ApertureData

Introduction

Welcome back to Part 2 of our tutorial series on automating knowledge graph creation using Google's Gemini 2.5 and ApertureDB! In Part 1, we established a strong foundation by leveraging Gemini's contextual understanding capabilities to extract structured entities from textual documents, deduplicating these entities, and securely storing them within ApertureDB - a powerful multimodal database optimized for managing complex, interconnected data.

Knowledge graphs offer tremendous value by making data relationships explicit and visually intuitive, significantly improving systems like Retrieval-Augmented Generation (RAG) for more accurate and transparent outcomes. Building on the groundwork from Part 1, we’ll now focus on defining clear relationships among the stored entities and visualizing the complete knowledge graph interactively. By the end of this tutorial, you'll have a dynamic and insightful graph visualization ready to enhance your data-driven applications and analyses.

Please note that the code snippets in this blog have been shortened for brevity. You can find the complete code in the Colab Notebook.

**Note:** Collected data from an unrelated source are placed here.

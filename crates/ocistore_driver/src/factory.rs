//! Driver factory and self-check.
//!
//! A [`Registry`] maps a backend name (`"filesystem"`, `"s3"`, ...) to a
//! [`DriverFactory`] that can build it from a [`crate::config::Config`]
//! variant. `Registry::create` always runs the self-check probe before
//! handing the driver back, so a misconfigured backend fails at startup
//! rather than on the first real request.

use std::collections::HashMap;
use std::sync::Arc;
use std::time::Duration;

use bytes::Bytes;
use rand::RngCore;

use ocistore_core::errors::{Error, Result};

use crate::Driver;

/// Builds one concrete [`Driver`] from its configuration.
#[async_trait::async_trait]
pub trait DriverFactory: Send + Sync {
    async fn build(&self, config: &crate::config::Config) -> Result<Arc<dyn Driver>>;
}

/// The stock factory registered under each of `"filesystem"`, `"webhdfs"`,
/// and `"s3"`: it simply defers to [`crate::config::Config::new_driver`].
/// Kept separate from `Config` itself so a caller embedding this crate can
/// register an alternative factory (e.g. one that injects a mock driver
/// in tests) under the same name.
pub struct ConfigFactory;

#[async_trait::async_trait]
impl DriverFactory for ConfigFactory {
    async fn build(&self, config: &crate::config::Config) -> Result<Arc<dyn Driver>> {
        config.new_driver().await
    }
}

/// Name-keyed collection of backend constructors plus the self-check.
#[derive(Default)]
pub struct Registry {
    factories: HashMap<String, Arc<dyn DriverFactory>>,
}

impl Registry {
    pub fn new() -> Self {
        Self {
            factories: HashMap::new(),
        }
    }

    pub fn register(&mut self, name: impl Into<String>, factory: Arc<dyn DriverFactory>) {
        self.factories.insert(name.into(), factory);
    }

    /// Registers [`ConfigFactory`] under each backend name this workspace
    /// ships.
    pub fn with_defaults() -> Self {
        let mut registry = Self::new();
        for name in ["filesystem", "webhdfs", "s3", "ipc"] {
            registry.register(name, Arc::new(ConfigFactory));
        }
        registry
    }

    /// Builds the driver named by `config` and runs [`self_check`] on it.
    ///
    /// Construction must self-check the backend before returning: write a
    /// probe object, poll `Stat` until it is visible (bounded exponential
    /// backoff), read it back and compare, then delete it. Any failing
    /// step is a structural startup error, not a per-request one.
    pub async fn create(&self, name: &str, config: &crate::config::Config) -> Result<Arc<dyn Driver>> {
        let factory = self.factories.get(name).ok_or_else(|| {
            Error::invalid_path(name).with_detail("reason", "no driver registered under this name")
        })?;
        let driver = factory.build(config).await?;
        self_check(driver.as_ref()).await?;
        Ok(driver)
    }
}

/// Exponential backoff schedule for the `Stat` poll: 10ms, doubling, capped
/// at 3s, with up to 25% jitter.
fn backoff_schedule() -> impl Iterator<Item = Duration> {
    let mut delay = Duration::from_millis(10);
    let cap = Duration::from_secs(3);
    std::iter::from_fn(move || {
        let mut rng = rand::thread_rng();
        let jitter_pct = rng.next_u32() % 25;
        let jittered = delay + delay * jitter_pct / 100;
        let next = delay.saturating_mul(2).min(cap);
        delay = next;
        Some(jittered)
    })
}

const SELF_CHECK_MAX_POLLS: usize = 8;

/// Writes a random probe object, polls for it to become visible, reads it
/// back, and deletes it. Used both at driver-construction time and by
/// `ocistore-conformance`'s harness.
pub async fn self_check(driver: &dyn Driver) -> Result<()> {
    let probe_path = format!("/_selfcheck/{}", uuid::Uuid::new_v4());
    let mut payload = vec![0u8; 32];
    rand::thread_rng().fill_bytes(&mut payload);
    let payload = Bytes::from(payload);

    driver
        .put_content(&probe_path, payload.clone())
        .await
        .map_err(|e| e.with_detail("self_check_step", "put_content"))?;

    let mut polls = backoff_schedule().take(SELF_CHECK_MAX_POLLS);
    loop {
        match driver.stat(&probe_path).await {
            Ok(_) => break,
            Err(e) if e.is_retryable() => match polls.next() {
                Some(delay) => tokio::time::sleep(delay).await,
                None => {
                    return Err(e.with_detail("self_check_step", "stat_poll_exhausted"));
                }
            },
            Err(e) => return Err(e.with_detail("self_check_step", "stat")),
        }
    }

    let read_back = driver
        .get_content(&probe_path)
        .await
        .map_err(|e| e.with_detail("self_check_step", "get_content"))?;
    if read_back != payload {
        let _ = driver.delete(&probe_path).await;
        return Err(Error::transport("self-check read-back mismatch")
            .with_detail("self_check_step", "compare"));
    }

    driver
        .delete(&probe_path)
        .await
        .map_err(|e| e.with_detail("self_check_step", "delete"))?;

    Ok(())
}

#[cfg(test)]
mod tests {
    use super::*;
    use crate::filesystem::FilesystemDriver;

    #[tokio::test]
    async fn self_check_passes_against_filesystem_driver() {
        let tmp = tempfile::tempdir().unwrap();
        let driver = FilesystemDriver::new(tmp.path().to_path_buf());
        self_check(&driver).await.unwrap();
    }
}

Understanding the Components

To build our knowledge graph, we'll use:

ApertureDB: A specialized multimodal database designed to handle structured metadata along with text, embeddings, images, videos, and other rich media. It excels in rapidly querying and managing complex inter-entity relationships.
Gemini 2.5 Flash: Google's cutting-edge large language model (LLM) providing extensive contextual memory and speedy response times, ideal for detailed content extraction and analysis from lengthy documents.
LangChain: An efficient workflow orchestration tool that enables parallel execution of tasks using the RunnableLamba .batch() functionality, speeding up our entire pipeline significantly.

Workflow Overview

Our knowledge graph creation follows a structured workflow:

Entity Class Schema Extraction: Identify general classes and their properties using Gemini.
‍
Entity Instance Extraction: Extract specific instances of these classes in parallel.
‍
Deduplication and ID Assignment: Clean up duplicates and assign unique IDs for each entity.
‍
Insert Entities in ApertureDB: Insert entities into the ApertureDB instance along with all their properties.
‍
Relationship Extraction: Clearly define explicit relationships between entities through Gemini.
‍
Knowledge Graph Creation in ApertureDB: create connections between the entities in ApertureDB.
‍
Visualization: Interactively visualize the constructed knowledge graph using PyVis.

In Part 1, we covered steps 1 - 4. In this part we’ll cover steps 5 - 7, providing detailed insights and practical code snippets to guide you through the creation of your own powerful knowledge graph.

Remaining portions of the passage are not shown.